Retrieve all lines below that have the string "TerminationStatus".

Saved entries:
*** Begin section ***

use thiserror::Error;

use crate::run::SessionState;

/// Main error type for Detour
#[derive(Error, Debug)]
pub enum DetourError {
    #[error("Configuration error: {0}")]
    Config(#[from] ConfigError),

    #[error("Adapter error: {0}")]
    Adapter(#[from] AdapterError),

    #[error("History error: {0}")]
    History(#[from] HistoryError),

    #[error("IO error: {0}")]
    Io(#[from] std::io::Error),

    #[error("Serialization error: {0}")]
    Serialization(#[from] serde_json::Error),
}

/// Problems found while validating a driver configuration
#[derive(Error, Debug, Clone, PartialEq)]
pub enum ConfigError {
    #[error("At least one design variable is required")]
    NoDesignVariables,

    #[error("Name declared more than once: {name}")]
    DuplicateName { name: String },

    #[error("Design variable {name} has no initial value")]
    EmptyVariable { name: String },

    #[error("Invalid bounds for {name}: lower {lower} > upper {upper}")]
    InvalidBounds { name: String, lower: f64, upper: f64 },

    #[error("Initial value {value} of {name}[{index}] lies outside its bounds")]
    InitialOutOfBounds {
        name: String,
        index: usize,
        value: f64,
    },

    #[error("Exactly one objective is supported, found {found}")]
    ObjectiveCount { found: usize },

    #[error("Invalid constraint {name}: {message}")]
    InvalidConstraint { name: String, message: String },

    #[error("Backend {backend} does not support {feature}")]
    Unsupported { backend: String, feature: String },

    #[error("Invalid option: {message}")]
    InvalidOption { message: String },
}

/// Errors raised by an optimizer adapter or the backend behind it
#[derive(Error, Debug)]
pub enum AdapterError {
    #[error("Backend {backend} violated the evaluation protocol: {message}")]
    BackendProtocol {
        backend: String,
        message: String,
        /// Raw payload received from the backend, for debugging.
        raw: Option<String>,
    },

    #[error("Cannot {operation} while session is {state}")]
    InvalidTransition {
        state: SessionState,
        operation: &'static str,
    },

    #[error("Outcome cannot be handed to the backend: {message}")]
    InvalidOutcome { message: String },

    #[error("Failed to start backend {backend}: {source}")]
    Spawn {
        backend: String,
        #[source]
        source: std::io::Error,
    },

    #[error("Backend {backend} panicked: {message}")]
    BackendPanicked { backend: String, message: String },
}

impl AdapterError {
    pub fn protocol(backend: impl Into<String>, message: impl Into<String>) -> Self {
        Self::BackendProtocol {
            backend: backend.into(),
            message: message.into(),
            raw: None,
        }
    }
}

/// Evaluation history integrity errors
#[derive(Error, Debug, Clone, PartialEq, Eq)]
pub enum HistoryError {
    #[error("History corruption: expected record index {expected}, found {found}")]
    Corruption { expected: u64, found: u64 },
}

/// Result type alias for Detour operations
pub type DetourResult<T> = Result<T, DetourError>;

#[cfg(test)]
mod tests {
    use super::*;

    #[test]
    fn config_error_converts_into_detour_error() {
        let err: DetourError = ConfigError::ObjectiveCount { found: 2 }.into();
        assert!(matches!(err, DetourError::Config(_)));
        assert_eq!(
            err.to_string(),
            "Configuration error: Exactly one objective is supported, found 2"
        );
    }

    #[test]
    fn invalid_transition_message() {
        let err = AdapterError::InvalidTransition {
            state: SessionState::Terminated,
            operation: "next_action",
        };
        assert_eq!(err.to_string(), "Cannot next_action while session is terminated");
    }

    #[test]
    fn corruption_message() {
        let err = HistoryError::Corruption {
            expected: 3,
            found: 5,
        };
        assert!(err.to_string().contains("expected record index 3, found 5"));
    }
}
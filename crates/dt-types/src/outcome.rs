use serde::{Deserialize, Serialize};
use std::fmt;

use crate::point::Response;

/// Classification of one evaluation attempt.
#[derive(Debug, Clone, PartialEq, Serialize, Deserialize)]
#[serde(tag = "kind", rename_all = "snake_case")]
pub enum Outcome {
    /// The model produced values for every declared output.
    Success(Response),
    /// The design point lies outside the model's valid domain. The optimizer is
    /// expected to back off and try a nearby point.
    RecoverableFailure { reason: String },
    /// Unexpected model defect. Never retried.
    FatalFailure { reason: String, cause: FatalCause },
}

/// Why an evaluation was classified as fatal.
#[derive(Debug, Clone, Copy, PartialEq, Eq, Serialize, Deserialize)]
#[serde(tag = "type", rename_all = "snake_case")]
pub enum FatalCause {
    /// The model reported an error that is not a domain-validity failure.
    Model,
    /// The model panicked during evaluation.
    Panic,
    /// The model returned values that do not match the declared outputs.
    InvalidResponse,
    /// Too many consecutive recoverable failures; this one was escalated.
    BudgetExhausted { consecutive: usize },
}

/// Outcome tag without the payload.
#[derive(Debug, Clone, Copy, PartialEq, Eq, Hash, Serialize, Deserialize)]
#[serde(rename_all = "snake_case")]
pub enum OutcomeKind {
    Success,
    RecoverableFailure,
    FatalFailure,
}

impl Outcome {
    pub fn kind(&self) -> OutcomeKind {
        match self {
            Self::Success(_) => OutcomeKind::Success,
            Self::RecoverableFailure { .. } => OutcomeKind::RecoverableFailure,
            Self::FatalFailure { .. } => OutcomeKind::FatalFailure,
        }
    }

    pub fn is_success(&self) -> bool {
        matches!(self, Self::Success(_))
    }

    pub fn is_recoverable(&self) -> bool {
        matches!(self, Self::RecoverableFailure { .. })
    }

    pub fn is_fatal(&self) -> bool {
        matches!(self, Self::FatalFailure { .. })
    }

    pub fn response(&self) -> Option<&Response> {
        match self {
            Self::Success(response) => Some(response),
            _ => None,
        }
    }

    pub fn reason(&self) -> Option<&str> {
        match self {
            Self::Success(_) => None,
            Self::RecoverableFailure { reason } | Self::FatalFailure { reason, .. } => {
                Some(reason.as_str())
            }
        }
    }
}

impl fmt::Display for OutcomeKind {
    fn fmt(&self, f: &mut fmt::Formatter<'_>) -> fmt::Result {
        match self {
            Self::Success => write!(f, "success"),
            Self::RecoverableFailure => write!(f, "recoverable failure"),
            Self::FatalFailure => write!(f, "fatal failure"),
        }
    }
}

*** End section ***
*** Begin section ***

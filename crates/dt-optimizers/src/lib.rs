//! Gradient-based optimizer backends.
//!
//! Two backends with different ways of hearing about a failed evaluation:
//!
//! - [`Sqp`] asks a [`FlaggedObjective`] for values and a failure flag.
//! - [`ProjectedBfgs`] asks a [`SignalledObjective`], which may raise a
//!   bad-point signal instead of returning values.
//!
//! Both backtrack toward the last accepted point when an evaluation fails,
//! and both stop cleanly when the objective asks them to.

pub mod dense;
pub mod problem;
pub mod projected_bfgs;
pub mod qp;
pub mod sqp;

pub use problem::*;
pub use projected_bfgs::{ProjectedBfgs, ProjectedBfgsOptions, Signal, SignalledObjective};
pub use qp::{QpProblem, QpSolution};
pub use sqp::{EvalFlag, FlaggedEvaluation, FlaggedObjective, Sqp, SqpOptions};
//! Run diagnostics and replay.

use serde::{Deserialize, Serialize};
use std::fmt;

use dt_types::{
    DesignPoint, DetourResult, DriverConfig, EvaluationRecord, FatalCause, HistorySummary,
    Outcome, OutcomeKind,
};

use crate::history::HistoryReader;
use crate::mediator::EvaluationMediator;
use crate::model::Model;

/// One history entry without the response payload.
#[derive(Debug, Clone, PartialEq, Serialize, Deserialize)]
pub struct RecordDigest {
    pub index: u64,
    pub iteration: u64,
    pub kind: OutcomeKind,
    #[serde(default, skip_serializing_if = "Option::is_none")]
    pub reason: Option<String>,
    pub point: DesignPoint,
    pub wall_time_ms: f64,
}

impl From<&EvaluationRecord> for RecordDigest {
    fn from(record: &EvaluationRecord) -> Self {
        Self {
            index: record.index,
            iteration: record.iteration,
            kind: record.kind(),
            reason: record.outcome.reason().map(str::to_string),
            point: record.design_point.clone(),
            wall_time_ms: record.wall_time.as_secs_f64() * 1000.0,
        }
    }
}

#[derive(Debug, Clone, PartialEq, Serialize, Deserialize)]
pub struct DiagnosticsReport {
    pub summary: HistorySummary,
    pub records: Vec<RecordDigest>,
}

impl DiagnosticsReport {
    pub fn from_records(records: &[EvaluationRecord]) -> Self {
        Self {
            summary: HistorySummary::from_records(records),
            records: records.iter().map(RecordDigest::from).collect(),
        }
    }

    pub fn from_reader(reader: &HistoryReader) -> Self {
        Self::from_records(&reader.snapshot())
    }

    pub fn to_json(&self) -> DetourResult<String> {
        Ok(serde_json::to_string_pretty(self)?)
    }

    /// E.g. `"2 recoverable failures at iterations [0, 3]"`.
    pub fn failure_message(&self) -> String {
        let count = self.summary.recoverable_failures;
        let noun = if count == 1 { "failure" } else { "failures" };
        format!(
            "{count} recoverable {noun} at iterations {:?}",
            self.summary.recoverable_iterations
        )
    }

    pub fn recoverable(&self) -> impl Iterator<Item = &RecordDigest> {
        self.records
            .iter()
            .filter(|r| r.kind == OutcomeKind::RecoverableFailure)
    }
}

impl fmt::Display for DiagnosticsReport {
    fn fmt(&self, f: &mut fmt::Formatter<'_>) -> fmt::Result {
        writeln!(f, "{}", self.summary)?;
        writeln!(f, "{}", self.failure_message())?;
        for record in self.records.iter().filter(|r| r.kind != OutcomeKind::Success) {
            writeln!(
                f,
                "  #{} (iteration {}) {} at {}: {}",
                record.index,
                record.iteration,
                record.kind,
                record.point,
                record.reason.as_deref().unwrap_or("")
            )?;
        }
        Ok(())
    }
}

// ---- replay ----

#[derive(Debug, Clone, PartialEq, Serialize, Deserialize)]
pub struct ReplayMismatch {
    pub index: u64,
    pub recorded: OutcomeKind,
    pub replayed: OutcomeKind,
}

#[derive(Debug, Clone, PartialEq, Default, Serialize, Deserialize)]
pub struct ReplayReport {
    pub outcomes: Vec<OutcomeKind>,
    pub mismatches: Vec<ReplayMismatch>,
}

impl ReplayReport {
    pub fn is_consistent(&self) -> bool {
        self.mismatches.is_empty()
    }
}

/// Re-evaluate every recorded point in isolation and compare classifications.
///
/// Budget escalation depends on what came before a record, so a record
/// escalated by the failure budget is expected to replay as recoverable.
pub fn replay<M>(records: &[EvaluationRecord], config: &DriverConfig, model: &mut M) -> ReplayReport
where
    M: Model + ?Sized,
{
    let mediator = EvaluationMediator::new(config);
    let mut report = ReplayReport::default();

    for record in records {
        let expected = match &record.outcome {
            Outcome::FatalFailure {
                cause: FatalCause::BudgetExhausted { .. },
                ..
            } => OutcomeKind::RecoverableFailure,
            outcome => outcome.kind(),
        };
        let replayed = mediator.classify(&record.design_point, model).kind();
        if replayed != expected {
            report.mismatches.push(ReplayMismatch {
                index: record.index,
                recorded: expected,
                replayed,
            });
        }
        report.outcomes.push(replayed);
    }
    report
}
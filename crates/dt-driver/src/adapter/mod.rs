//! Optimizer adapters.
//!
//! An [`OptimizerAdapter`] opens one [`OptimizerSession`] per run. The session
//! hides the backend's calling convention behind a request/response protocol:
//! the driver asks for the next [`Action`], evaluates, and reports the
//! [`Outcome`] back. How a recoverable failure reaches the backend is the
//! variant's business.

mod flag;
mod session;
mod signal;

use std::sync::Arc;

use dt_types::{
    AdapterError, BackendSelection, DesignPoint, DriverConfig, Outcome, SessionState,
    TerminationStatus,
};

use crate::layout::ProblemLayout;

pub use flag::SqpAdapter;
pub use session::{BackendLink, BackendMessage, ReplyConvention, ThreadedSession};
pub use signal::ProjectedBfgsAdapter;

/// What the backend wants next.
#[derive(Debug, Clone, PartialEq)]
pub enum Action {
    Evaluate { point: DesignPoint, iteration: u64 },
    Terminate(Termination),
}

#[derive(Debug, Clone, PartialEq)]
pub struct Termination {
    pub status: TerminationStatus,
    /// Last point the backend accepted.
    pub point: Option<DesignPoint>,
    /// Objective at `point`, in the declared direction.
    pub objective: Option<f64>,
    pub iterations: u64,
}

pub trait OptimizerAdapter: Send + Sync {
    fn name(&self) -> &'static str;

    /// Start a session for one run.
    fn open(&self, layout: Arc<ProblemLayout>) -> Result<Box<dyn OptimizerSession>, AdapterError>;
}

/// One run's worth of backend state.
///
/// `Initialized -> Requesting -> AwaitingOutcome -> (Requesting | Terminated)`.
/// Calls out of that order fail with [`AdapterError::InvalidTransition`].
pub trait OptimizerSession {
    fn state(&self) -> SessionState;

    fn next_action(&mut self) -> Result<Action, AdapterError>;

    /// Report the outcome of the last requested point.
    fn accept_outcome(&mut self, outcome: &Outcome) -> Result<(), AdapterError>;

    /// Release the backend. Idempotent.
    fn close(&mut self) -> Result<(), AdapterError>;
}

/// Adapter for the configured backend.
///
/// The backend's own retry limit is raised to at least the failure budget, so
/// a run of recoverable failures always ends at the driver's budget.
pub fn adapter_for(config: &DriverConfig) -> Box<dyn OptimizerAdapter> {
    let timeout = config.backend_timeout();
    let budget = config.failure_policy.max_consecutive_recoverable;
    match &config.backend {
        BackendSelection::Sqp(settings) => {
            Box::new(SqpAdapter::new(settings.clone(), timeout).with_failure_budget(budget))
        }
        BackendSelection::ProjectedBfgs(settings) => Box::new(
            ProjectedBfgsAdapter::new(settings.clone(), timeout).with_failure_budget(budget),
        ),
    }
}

*** End section ***
*** Begin section ***

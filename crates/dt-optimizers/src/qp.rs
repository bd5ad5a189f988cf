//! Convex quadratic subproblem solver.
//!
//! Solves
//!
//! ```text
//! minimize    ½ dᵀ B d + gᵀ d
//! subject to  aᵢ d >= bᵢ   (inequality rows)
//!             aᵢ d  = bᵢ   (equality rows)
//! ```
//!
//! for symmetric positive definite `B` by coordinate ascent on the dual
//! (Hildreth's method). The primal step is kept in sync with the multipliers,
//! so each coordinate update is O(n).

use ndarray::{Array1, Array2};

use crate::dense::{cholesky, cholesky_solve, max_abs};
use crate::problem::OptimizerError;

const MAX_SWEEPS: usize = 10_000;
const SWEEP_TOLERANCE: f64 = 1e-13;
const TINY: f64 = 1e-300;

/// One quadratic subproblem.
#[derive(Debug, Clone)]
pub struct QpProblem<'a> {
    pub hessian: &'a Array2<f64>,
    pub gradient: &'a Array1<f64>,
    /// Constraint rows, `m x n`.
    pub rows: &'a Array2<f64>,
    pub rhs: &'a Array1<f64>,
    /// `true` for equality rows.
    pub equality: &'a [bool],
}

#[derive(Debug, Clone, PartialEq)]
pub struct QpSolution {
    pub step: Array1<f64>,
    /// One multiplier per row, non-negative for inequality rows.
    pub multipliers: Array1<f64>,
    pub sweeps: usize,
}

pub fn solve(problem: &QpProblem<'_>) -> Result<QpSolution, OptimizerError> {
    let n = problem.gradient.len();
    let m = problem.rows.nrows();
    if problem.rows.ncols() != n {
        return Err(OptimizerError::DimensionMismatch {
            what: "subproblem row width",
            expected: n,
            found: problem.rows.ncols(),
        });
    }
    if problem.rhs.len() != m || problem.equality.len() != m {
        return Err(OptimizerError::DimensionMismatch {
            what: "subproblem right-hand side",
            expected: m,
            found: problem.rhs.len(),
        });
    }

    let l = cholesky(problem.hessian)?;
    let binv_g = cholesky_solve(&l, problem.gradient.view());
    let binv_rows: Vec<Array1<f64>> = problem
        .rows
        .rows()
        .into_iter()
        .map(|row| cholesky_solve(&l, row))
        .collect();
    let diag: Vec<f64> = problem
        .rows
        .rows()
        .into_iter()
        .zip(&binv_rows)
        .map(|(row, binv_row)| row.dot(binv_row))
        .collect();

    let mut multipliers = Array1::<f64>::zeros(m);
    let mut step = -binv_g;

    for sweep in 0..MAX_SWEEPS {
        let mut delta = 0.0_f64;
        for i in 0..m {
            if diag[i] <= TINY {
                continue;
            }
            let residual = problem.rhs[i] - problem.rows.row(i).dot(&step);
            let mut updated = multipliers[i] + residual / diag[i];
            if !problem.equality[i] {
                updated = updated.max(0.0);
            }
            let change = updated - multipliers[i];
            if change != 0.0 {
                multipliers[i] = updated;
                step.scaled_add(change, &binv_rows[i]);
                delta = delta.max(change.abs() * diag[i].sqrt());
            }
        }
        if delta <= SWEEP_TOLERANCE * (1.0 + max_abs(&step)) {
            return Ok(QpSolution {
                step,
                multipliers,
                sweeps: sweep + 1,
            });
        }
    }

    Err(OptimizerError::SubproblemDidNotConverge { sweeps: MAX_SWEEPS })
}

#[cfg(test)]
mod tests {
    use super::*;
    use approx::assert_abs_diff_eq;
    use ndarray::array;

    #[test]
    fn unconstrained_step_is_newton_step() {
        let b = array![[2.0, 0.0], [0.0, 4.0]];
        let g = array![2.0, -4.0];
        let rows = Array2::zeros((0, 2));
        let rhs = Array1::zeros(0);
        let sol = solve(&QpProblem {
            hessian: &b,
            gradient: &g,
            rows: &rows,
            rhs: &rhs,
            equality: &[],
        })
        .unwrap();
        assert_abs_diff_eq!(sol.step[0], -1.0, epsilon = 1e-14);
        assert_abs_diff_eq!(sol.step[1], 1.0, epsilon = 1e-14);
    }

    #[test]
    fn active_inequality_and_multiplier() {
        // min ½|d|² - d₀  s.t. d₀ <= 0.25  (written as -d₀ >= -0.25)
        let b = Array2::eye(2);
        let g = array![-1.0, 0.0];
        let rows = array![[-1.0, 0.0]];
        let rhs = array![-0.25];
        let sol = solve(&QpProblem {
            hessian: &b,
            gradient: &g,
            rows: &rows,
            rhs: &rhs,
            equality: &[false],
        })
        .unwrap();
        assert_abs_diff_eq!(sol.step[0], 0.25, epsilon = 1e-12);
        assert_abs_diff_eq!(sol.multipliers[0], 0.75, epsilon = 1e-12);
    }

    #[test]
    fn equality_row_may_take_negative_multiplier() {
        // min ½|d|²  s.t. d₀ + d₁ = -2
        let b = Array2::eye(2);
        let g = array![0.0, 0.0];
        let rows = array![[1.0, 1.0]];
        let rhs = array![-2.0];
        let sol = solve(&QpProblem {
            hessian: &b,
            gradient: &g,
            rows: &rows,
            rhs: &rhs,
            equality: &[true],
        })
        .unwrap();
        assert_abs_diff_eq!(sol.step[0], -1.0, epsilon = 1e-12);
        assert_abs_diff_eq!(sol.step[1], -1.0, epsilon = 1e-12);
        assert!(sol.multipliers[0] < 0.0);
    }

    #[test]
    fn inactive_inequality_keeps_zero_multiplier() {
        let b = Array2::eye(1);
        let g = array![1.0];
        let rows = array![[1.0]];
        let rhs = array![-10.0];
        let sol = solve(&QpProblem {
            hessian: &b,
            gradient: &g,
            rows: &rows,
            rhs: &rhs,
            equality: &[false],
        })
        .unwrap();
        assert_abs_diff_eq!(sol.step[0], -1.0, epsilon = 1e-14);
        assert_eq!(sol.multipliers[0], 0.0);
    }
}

*** End section ***

**Answer area:**
    TerminationStatus,
    pub status: TerminationStatus,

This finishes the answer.